- Location: St. Croix County and Polk County, Wisconsin
- Coordinates: 45°12′52″N 92°34′16″W﻿ / ﻿45.2144°N 92.5710°W
- Primary inflows: Horse Creek
- Primary outflows: Cedar Creek, Apple River
- Basin countries: United States
- Surface area: 1,120 acres (450 ha)
- Max. depth: 32 ft (9.8 m)
- Shore length^{1}: 6.3 mi (10.1 km)
- Surface elevation: 912 ft (278 m)

= Cedar Lake (St. Croix County, Wisconsin) =

Lake in Polk County, Wisconsin, USA

Cedar Lake is a lake located in St.

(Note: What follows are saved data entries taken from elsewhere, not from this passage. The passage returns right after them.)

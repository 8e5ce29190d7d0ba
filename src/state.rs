//! Persisted group state for cross-run staleness checks.
//!
//! The staleness contract compares the group's current content hash with a
//! previously stored one. Within one process the group object remembers its
//! parse-time hash; across CLI runs the hash persists in a small JSON
//! manifest, `.jsgroup-state.json`, living in the destination directory so
//! it travels with the artifacts it describes (e.g. when the output
//! directory is cached in CI).
//!
//! A missing, corrupt, or version-mismatched manifest reads as "no stored
//! hash", which makes the group unconditionally stale — the safe direction.

use crate::hash::GroupHash;
use serde::{Deserialize, Serialize};
use std::io;
use std::path::{Path, PathBuf};

/// Name of the state manifest within the destination directory.
const MANIFEST_FILENAME: &str = ".jsgroup-state.json";

/// Version of the manifest format. Bump to invalidate existing state when
/// the format or the hash computation changes.
const MANIFEST_VERSION: u32 = 1;

/// On-disk record of the last successfully generated group hash.
#[derive(Debug, Clone, Serialize, Deserialize)]
pub struct StateManifest {
    pub version: u32,
    pub group_hash: GroupHash,
}

impl StateManifest {
    pub fn new(group_hash: GroupHash) -> Self {
        Self { version: MANIFEST_VERSION, group_hash }
    }

    /// Load from the destination directory. `None` if the file doesn't
    /// exist or can't be trusted (parse failure, version mismatch).
    pub fn load(dest: &Path) -> Option<Self> {
        let content = std::fs::read_to_string(manifest_path(dest)).ok()?;
        let manifest: Self = serde_json::from_str(&content).ok()?;
        (manifest.version == MANIFEST_VERSION).then_some(manifest)
    }

    /// Save to the destination directory.
    pub fn save(&self, dest: &Path) -> io::Result<()> {
        let json = serde_json::to_string_pretty(self)?;
        std::fs::write(manifest_path(dest), json)
    }
}

/// Resolve the state manifest path for a destination directory.
pub fn manifest_path(dest: &Path) -> PathBuf {
    dest.join(MANIFEST_FILENAME)
}

#[cfg(test)]
mod tests {
    use super::*;
    use std::fs;
    use tempfile::TempDir;

    fn hash() -> GroupHash {
        GroupHash::compute([("a.js", "var a;")])
    }

    #[test]
    fn save_and_load_roundtrip() {
        let tmp = TempDir::new().unwrap();
        let manifest = StateManifest::new(hash());
        manifest.save(tmp.path()).unwrap();

        let loaded = StateManifest::load(tmp.path()).unwrap();
        assert_eq!(loaded.version, MANIFEST_VERSION);
        assert_eq!(loaded.group_hash, hash());
    }

    #[test]
    fn load_missing_returns_none() {
        let tmp = TempDir::new().unwrap();
        assert!(StateManifest::load(tmp.path()).is_none());
    }

    #[test]
    fn load_corrupt_returns_none() {
        let tmp = TempDir::new().unwrap();
        fs::write(manifest_path(tmp.path()), "not json").unwrap();
        assert!(StateManifest::load(tmp.path()).is_none());
    }

    #[test]
    fn load_wrong_version_returns_none() {
        let tmp = TempDir::new().unwrap();
        let json = format!(
            r#"{{"version": {}, "group_hash": "abc"}}"#,
            MANIFEST_VERSION + 1
        );
        fs::write(manifest_path(tmp.path()), json).unwrap();
        assert!(StateManifest::load(tmp.path()).is_none());
    }
}
//! Shared helpers for unit tests.

use crate::config::ResourcesConfig;
use std::fs;
use std::path::Path;

/// Write a source file under `root`, creating parent directories.
pub fn write_source(root: &Path, rel: &str, content: &str) {
    let path = root.join(rel);
    if let Some(parent) = path.parent() {
        fs::create_dir_all(parent).unwrap();
    }
    fs::write(path, content).unwrap();
}

/// A resources config with no configured libraries or engine, so fetches
/// resolve to nothing and artifacts contain only the rendered body.
pub fn test_resources() -> ResourcesConfig {
    ResourcesConfig {
        cache_dir: "cache".to_string(),
        origin: "vendor".to_string(),
        libraries: Vec::new(),
        engine: None,
        compat_helpers: None,
    }
}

Croix County and Polk County, Wisconsin, 3.5 miles west of Star Prairie. Cedar Lake is best known for its Muskellunge (Muskie) fishing. The lake is 1120 acre in area and has a maximum depth of 32 ft. Fish commonly found in this lake include Northern Pike, Large Mouth Bass, Panfish, and small mouth bass. According to a 2016 Cedar Fisheries report published by the Wisconsin Department of Natural Resources, Cedar Lake is stocked with approximately 1000 musky fingerlings on a biennial basis. It is a “Trend Lake” and is surveyed on a four-year rotation.